What is needed: Below are the records; copy every line in them that holds the string "payload".

### Available data

//! Business logic and collaborator ports for chatlens.
//!
//! This crate defines the traits (messaging client, pairing renderer,
//! embedder, completion provider, embedding repository) that the
//! infrastructure layer implements, plus the session lifecycle controller,
//! the notification fan-out bus, and the conversation analysis pipeline.
//! It never depends on `chatlens-infra` or any HTTP/database crate.

pub mod analysis;
pub mod llm;
pub mod messaging;
pub mod session;

#[cfg(test)]
pub(crate) mod testing;
//! QR code renderer producing `data:` URL SVG images.

use base64::Engine;
use base64::engine::general_purpose::STANDARD;
use qrcode::QrCode;
use qrcode::render::svg;

use chatlens_core::session::PairingRenderer;
use chatlens_types::error::RenderError;

const DATA_URL_PREFIX: &str = "data:image/svg+xml;base64,";

/// Renders pairing codes as base64 SVG data URLs that browsers can show
/// directly in an `<img>` tag.
#[derive(Debug, Clone, Copy)]
pub struct QrSvgRenderer {
    min_size: u32,
}

impl QrSvgRenderer {
    pub fn new(min_size: u32) -> Self {
        Self { min_size }
    }
}

impl Default for QrSvgRenderer {
    fn default() -> Self {
        Self::new(256)
    }
}

impl PairingRenderer for QrSvgRenderer {
    fn render(&self, raw: &str) -> Result<String, RenderError> {
        let code = QrCode::new(raw.as_bytes()).map_err(|e| RenderError::Encode(e.to_string()))?;
        let image = code
            .render::<svg::Color>()
            .min_dimensions(self.min_size, self.min_size)
            .build();

        Ok(format!("{DATA_URL_PREFIX}{}", STANDARD.encode(image)))
    }
}

#[cfg(test)]
mod tests {
    use super::*;

    fn decode(data_url: &str) -> String {
        let payload = data_url.strip_prefix(DATA_URL_PREFIX).unwrap();
        String::from_utf8(STANDARD.decode(payload).unwrap()).unwrap()
    }

    #[test]
    fn renders_svg_data_url() {
        let url = QrSvgRenderer::default()
            .render("2@Jx8pQ,Bf3kL0=,wXyZ==")
            .unwrap();

        assert!(url.starts_with("data:image/svg+xml;base64,"));
        let svg = decode(&url);
        assert!(svg.contains("<svg"));
        assert!(svg.contains("</svg>"));
    }

    #[test]
    fn same_code_renders_identically() {
        let renderer = QrSvgRenderer::default();
        assert_eq!(renderer.render("abc").unwrap(), renderer.render("abc").unwrap());
        assert_ne!(renderer.render("abc").unwrap(), renderer.render("abd").unwrap());
    }

    #[test]
    fn oversized_code_is_encode_error() {
        let raw = "x".repeat(4000);
        assert!(matches!(
            QrSvgRenderer::default().render(&raw),
            Err(RenderError::Encode(_))
        ));
    }
}
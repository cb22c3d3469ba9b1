//! OpenAI embeddings client.
//!
//! Sends one `POST {base_url}/embeddings` per call and returns the first
//! vector in the response.

use secrecy::{ExposeSecret, SecretString};
use serde::{Deserialize, Serialize};

use chatlens_core::analysis::Embedder;
use chatlens_types::embedding::{EmbeddingOutput, EmbeddingUsage};
use chatlens_types::llm::LlmError;

/// Default embedding model.
pub const DEFAULT_EMBEDDING_MODEL: &str = "text-embedding-3-small";

/// Embedder backed by the OpenAI `/embeddings` endpoint (or a compatible one).
///
/// Does NOT derive Debug; the API key lives in a `SecretString`.
pub struct OpenAiEmbedder {
    client: reqwest::Client,
    api_key: SecretString,
    base_url: String,
    model: String,
}

#[derive(Serialize)]
struct EmbeddingRequest<'a> {
    model: &'a str,
    input: &'a str,
    encoding_format: &'static str,
}

#[derive(Deserialize)]
struct EmbeddingResponse {
    data: Vec<EmbeddingDatum>,
    model: String,
    #[serde(default)]
    usage: Option<ResponseUsage>,
}

#[derive(Deserialize)]
struct EmbeddingDatum {
    embedding: Vec<f32>,
}

#[derive(Deserialize)]
struct ResponseUsage {
    prompt_tokens: u32,
    total_tokens: u32,
}

impl OpenAiEmbedder {
    pub fn new(
        client: reqwest::Client,
        api_key: SecretString,
        base_url: impl Into<String>,
        model: impl Into<String>,
    ) -> Self {
        Self {
            client,
            api_key,
            base_url: base_url.into().trim_end_matches('/').to_string(),
            model: model.into(),
        }
    }

    fn url(&self) -> String {
        format!("{}/embeddings", self.base_url)
    }
}

impl Embedder for OpenAiEmbedder {
    async fn embed(&self, input: &str) -> Result<EmbeddingOutput, LlmError> {
        let body = EmbeddingRequest {
            model: &self.model,
            input,
            encoding_format: "float",
        };

        let response = self
            .client
            .post(self.url())
            .bearer_auth(self.api_key.expose_secret())
            .json(&body)
            .send()
            .await
            .map_err(|e| LlmError::Provider {
                message: format!("HTTP request failed: {e}"),
            })?;

        let status = response.status();
        if !status.is_success() {
            let retry_after_ms = retry_after_ms(&response);
            let error_body = response.text().await.unwrap_or_default();
            return Err(match status.as_u16() {
                401 => LlmError::AuthenticationFailed,
                429 => LlmError::RateLimited { retry_after_ms },
                400 => LlmError::InvalidRequest(error_body),
                _ => LlmError::Provider {
                    message: format!("HTTP {status}: {error_body}"),
                },
            });
        }

        let parsed: EmbeddingResponse = response
            .json()
            .await
            .map_err(|e| LlmError::Deserialization(format!("failed to parse response: {e}")))?;

        let usage = parsed
            .usage
            .map(|u| EmbeddingUsage {
                prompt_tokens: u.prompt_tokens,
                total_tokens: u.total_tokens,
            })
            .unwrap_or_default();

        let vector = parsed
            .data
            .into_iter()
            .next()
            .map(|d| d.embedding)
            .ok_or_else(|| LlmError::Deserialization("response contained no embeddings".into()))?;

        tracing::debug!(
            model = %parsed.model,
            dimensions = vector.len(),
            total_tokens = usage.total_tokens,
            "embedding received"
        );

        Ok(EmbeddingOutput {
            vector,
            usage,
            model: parsed.model,
        })
    }

    fn model_name(&self) -> &str {
        &self.model
    }
}

/// `Retry-After` in seconds, converted to milliseconds.
fn retry_after_ms(response: &reqwest::Response) -> Option<u64> {
    response
        .headers()
        .get(reqwest::header::RETRY_AFTER)?
        .to_str()
        .ok()?
        .trim()
        .parse::<u64>()
        .ok()
        .map(|secs| secs * 1000)
}
//! Session lifecycle types.
//!
//! `SessionState` is the snapshot pushed to subscribers and served to pull
//! clients. `SessionPhase` is the controller's state-machine position, and
//! `LifecycleEvent` is the normalized form of the messaging client's
//! pairing/authentication callbacks.

use serde::{Deserialize, Serialize};

/// Snapshot of the linked messaging session.
///
/// Invariant: `pairing_artifact` is only `Some` while `authenticated` is false.
#[derive(Debug, Clone, Default, PartialEq, Eq, Serialize, Deserialize)]
#[serde(rename_all = "camelCase")]
pub struct SessionState {
    /// Displayable pairing image (`data:` URL) while a pairing is outstanding.
    pub pairing_artifact: Option<String>,
    /// Whether the messaging client currently holds valid credentials.
    pub authenticated: bool,
}

impl SessionState {
    /// True when the pairing invariant holds.
    pub fn is_consistent(&self) -> bool {
        !(self.authenticated && self.pairing_artifact.is_some())
    }
}

/// Position of the session in the pairing state machine.
#[derive(Debug, Clone, Copy, Default, PartialEq, Eq, Serialize, Deserialize)]
#[serde(rename_all = "snake_case")]
pub enum SessionPhase {
    #[default]
    Unpaired,
    Pairing,
    Authenticated,
}

impl std::fmt::Display for SessionPhase {
    fn fmt(&self, f: &mut std::fmt::Formatter<'_>) -> std::fmt::Result {
        match self {
            SessionPhase::Unpaired => write!(f, "unpaired"),
            SessionPhase::Pairing => write!(f, "pairing"),
            SessionPhase::Authenticated => write!(f, "authenticated"),
        }
    }
}

/// Lifecycle callbacks emitted by the messaging client.
#[derive(Debug, Clone, PartialEq, Eq)]
pub enum LifecycleEvent {
    /// A new raw pairing code is available and must be rendered for scanning.
    PairingCodeProduced { raw: String },
    /// The account finished linking.
    Authenticated,
    /// Stored or freshly scanned credentials were rejected.
    AuthFailed { reason: Option<String> },
}

/// Answer to a pull query for the pairing artifact.
#[derive(Debug, Clone, PartialEq, Eq)]
pub enum PairingQuery {
    /// A pairing image is waiting to be scanned.
    Artifact(String),
    /// The session is already linked.
    Authenticated,
    /// Neither linked nor pairing (never paired, or mid-transition).
    Unavailable,
}

impl From<&SessionState> for PairingQuery {
    fn from(state: &SessionState) -> Self {
        match (&state.pairing_artifact, state.authenticated) {
            (Some(artifact), false) => PairingQuery::Artifact(artifact.clone()),
            (_, true) => PairingQuery::Authenticated,
            (None, false) => PairingQuery::Unavailable,
        }
    }
}

/// Messages written to push (WebSocket) subscribers.
#[derive(Debug, Clone, PartialEq, Eq, Serialize, Deserialize)]
#[serde(tag = "type", rename_all = "snake_case")]
pub enum PushMessage {
    /// Greeting sent once per connection.
    Welcome { message: String },
    /// Current pairing artifact (null once authenticated).
    Qr {
        #[serde(rename = "pairingArtifact")]
        pairing_artifact: Option<String>,
    },
    /// Current authentication flag.
    Authenticated { authenticated: bool },
    /// Reply to a client ping.
    Pong,
}

impl PushMessage {
    /// Frames describing a state transition, in wire order.
    pub fn for_state(state: &SessionState) -> [PushMessage; 2] {
        [
            PushMessage::Qr {
                pairing_artifact: state.pairing_artifact.clone(),
            },
            PushMessage::Authenticated {
                authenticated: state.authenticated,
            },
        ]
    }

    /// Frames sent to a freshly connected subscriber.
    ///
    /// The `qr` frame is only included when an artifact exists.
    pub fn for_connect(state: &SessionState) -> Vec<PushMessage> {
        let mut frames = vec![PushMessage::Welcome {
            message: "Connected to chatlens session feed".to_string(),
        }];
        if let Some(artifact) = &state.pairing_artifact {
            frames.push(PushMessage::Qr {
                pairing_artifact: Some(artifact.clone()),
            });
        }
        frames.push(PushMessage::Authenticated {
            authenticated: state.authenticated,
        });
        frames
    }
}

#[cfg(test)]
mod tests {
    use super::*;

    #[test]
    fn session_state_serializes_camel_case() {
        let state = SessionState {
            pairing_artifact: Some("data:image/svg+xml;base64,AAA".to_string()),
            authenticated: false,
        };
        let json = serde_json::to_value(&state).unwrap();
        assert_eq!(json["pairingArtifact"], "data:image/svg+xml;base64,AAA");
        assert_eq!(json["authenticated"], false);
    }

    #[test]
    fn consistency_rejects_artifact_while_authenticated() {
        let bad = SessionState {
            pairing_artifact: Some("x".to_string()),
            authenticated: true,
        };
        assert!(!bad.is_consistent());
        assert!(SessionState::default().is_consistent());
    }

    #[test]
    fn pairing_query_from_state() {
        let pairing = SessionState {
            pairing_artifact: Some("img".to_string()),
            authenticated: false,
        };
        assert_eq!(PairingQuery::from(&pairing), PairingQuery::Artifact("img".to_string()));

        let linked = SessionState {
            pairing_artifact: None,
            authenticated: true,
        };
        assert_eq!(PairingQuery::from(&linked), PairingQuery::Authenticated);
        assert_eq!(
            PairingQuery::from(&SessionState::default()),
            PairingQuery::Unavailable
        );
    }

    #[test]
    fn push_message_wire_shapes() {
        let qr = serde_json::to_string(&PushMessage::Qr {
            pairing_artifact: None,
        })
        .unwrap();
        assert_eq!(qr, r#"{"type":"qr","pairingArtifact":null}"#);

        let auth = serde_json::to_string(&PushMessage::Authenticated {
            authenticated: true,
        })
        .unwrap();
        assert_eq!(auth, r#"{"type":"authenticated","authenticated":true}"#);

        assert_eq!(
            serde_json::to_string(&PushMessage::Pong).unwrap(),
            r#"{"type":"pong"}"#
        );
    }

    #[test]
    fn connect_frames_skip_missing_artifact() {
        let frames = PushMessage::for_connect(&SessionState::default());
        assert_eq!(frames.len(), 2);
        assert!(matches!(frames[0], PushMessage::Welcome { .. }));
        assert_eq!(
            frames[1],
            PushMessage::Authenticated {
                authenticated: false
            }
        );

        let pairing = SessionState {
            pairing_artifact: Some("img".to_string()),
            authenticated: false,
        };
        let frames = PushMessage::for_connect(&pairing);
        assert_eq!(frames.len(), 3);
        assert!(matches!(frames[1], PushMessage::Qr { .. }));
    }

    #[test]
    fn phase_display() {
        assert_eq!(SessionPhase::Pairing.to_string(), "pairing");
        assert_eq!(SessionPhase::default(), SessionPhase::Unpaired);
    }
}
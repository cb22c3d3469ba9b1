//! HTTP bridge to the external messaging client.
//!
//! The messaging client runs out of process behind a small HTTP gateway.
//! [`BridgeChatClient`] implements the `ChatClient` port over its REST
//! endpoints and forwards its server-sent lifecycle events to the session
//! controller.

pub mod client;
pub mod events;

pub use client::BridgeChatClient;
pub use events::map_bridge_event;
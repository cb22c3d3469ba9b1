//! Command-line interface definition.

use clap::{Parser, Subcommand};

/// chatlens: linked chat session monitor and conversation analyzer.
#[derive(Debug, Parser)]
#[command(name = "chatlens", version, about)]
pub struct Cli {
    /// Increase log verbosity (-v, -vv).
    #[arg(short, long, global = true, action = clap::ArgAction::Count)]
    pub verbose: u8,

    /// Only log errors.
    #[arg(short, long, global = true)]
    pub quiet: bool,

    /// Print command output as JSON.
    #[arg(long, global = true)]
    pub json: bool,

    /// Emit logs as JSON lines.
    #[arg(long, global = true)]
    pub log_json: bool,

    /// Export tracing spans through OpenTelemetry (stdout exporter).
    #[arg(long, global = true)]
    pub otel: bool,

    #[command(subcommand)]
    pub command: Commands,
}

#[derive(Debug, Subcommand)]
pub enum Commands {
    /// Run the HTTP and WebSocket server.
    Serve {
        /// Address to bind (overrides config.toml).
        #[arg(long)]
        host: Option<String>,

        /// Port to bind (overrides config.toml).
        #[arg(short, long)]
        port: Option<u16>,
    },

    /// Analyze the embeddings already stored for a chat.
    Analyze {
        /// Chat identifier as reported by the messaging client.
        chat_id: String,
    },
}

######

Expected answer:
        let payload = data_url.strip_prefix(DATA_URL_PREFIX).unwrap();
        String::from_utf8(STANDARD.decode(payload).unwrap()).unwrap()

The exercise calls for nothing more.